For the word "instances", report how many lines of the records below contain it, and nothing more.

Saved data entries

== == ==

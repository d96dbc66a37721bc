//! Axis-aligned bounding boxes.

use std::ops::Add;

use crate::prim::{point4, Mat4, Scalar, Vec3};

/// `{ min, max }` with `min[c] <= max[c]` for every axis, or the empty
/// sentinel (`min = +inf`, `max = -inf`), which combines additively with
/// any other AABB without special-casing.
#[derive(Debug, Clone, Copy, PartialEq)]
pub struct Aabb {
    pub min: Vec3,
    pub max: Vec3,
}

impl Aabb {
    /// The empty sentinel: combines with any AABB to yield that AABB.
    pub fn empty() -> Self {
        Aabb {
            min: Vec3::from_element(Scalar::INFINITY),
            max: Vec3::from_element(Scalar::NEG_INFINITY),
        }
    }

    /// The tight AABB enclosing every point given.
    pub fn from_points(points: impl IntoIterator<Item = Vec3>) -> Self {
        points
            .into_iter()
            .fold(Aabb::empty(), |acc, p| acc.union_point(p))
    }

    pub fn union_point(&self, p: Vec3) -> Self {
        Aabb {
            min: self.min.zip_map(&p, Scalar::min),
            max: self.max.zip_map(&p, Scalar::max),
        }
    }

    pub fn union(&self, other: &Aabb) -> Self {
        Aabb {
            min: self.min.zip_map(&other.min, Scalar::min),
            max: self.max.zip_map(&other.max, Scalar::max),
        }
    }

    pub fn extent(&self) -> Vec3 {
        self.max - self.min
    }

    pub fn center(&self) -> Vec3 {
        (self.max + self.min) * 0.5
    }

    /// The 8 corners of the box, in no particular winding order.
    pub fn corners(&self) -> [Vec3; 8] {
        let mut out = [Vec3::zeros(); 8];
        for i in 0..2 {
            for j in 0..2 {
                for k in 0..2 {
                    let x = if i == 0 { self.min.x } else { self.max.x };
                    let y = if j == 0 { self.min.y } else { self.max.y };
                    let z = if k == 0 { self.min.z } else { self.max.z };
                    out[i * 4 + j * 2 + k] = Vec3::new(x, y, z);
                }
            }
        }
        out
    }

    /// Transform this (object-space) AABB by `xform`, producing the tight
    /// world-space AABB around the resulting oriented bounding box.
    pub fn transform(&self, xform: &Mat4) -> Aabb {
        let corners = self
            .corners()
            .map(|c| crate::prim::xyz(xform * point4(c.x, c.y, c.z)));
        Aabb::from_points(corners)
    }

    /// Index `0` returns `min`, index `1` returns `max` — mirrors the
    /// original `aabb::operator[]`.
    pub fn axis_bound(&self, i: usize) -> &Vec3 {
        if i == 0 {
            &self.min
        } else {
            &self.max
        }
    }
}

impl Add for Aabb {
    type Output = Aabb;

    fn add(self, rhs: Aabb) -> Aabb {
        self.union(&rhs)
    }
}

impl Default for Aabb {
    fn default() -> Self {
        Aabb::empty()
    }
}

== == ==

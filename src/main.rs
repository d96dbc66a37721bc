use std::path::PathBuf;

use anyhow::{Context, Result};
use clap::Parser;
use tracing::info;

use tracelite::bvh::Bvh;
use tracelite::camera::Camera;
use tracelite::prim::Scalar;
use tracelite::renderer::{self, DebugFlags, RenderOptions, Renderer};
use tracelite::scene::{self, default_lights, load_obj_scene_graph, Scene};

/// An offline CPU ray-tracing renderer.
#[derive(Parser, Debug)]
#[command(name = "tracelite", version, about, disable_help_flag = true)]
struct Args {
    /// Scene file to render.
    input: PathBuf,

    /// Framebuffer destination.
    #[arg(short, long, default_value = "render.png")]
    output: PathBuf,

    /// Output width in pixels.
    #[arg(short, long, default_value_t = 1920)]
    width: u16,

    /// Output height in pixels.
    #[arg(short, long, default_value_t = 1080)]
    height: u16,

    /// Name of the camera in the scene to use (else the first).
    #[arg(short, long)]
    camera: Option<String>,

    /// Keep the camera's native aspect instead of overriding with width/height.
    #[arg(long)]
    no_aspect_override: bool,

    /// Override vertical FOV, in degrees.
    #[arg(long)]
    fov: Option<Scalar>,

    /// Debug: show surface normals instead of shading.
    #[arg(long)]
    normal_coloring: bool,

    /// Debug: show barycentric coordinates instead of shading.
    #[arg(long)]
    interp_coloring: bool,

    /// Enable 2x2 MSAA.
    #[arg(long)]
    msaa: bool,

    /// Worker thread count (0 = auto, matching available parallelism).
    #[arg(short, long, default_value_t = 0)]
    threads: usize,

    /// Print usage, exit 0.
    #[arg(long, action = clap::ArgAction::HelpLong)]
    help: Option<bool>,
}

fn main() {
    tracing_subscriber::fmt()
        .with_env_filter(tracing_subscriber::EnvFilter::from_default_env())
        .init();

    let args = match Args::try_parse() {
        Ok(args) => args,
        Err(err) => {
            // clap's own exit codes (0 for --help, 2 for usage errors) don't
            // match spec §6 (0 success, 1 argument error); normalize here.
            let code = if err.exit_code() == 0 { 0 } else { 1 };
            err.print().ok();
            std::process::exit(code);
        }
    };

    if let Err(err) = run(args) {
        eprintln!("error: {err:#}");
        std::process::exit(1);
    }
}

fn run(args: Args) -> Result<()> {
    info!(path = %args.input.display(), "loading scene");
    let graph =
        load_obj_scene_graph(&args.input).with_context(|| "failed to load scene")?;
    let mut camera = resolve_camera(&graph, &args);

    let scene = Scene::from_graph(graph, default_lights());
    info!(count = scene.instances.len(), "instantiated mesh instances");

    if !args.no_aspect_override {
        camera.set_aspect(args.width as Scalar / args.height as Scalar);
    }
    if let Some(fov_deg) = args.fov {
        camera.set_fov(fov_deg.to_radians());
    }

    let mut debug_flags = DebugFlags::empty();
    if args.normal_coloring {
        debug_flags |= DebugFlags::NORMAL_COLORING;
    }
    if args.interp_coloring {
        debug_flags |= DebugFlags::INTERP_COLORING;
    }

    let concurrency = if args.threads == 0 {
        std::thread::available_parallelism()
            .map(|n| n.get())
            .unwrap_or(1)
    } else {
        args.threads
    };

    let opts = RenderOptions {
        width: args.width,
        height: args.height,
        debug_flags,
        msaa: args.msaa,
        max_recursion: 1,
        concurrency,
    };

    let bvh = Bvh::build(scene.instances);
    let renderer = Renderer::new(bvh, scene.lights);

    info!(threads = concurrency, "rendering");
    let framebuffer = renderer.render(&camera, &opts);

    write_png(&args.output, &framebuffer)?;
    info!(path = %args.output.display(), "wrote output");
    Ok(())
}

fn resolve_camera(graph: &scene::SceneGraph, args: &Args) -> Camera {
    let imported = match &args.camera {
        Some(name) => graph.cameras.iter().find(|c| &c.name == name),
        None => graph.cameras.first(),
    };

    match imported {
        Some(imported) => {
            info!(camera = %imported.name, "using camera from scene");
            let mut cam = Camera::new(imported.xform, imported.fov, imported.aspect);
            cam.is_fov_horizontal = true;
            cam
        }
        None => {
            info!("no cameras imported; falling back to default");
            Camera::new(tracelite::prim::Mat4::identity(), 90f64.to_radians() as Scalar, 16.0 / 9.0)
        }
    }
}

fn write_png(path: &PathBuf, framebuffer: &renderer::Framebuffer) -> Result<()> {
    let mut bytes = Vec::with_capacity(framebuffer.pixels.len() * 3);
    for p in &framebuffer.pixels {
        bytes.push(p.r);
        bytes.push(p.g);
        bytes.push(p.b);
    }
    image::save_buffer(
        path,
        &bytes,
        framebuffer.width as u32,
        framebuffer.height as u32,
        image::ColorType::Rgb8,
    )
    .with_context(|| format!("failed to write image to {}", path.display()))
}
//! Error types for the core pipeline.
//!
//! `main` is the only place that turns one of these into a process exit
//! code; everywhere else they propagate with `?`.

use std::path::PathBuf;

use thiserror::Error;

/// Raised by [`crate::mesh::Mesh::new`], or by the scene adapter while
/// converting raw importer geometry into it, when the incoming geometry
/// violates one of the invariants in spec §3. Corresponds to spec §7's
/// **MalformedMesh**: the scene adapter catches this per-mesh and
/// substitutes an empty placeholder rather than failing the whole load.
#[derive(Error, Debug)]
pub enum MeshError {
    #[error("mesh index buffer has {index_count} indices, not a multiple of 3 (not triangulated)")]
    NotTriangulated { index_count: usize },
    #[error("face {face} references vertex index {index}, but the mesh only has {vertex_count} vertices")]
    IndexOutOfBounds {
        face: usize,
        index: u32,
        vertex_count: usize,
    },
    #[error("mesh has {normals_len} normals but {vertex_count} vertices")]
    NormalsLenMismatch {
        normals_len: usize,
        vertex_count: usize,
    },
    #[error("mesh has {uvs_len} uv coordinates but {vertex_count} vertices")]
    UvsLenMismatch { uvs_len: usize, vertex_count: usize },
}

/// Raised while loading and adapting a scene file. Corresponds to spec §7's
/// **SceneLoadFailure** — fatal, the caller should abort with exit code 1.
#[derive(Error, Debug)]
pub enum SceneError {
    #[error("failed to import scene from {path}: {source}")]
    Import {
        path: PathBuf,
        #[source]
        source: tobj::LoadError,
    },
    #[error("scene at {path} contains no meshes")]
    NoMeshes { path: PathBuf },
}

== == ==

ANSWER SECTION. 2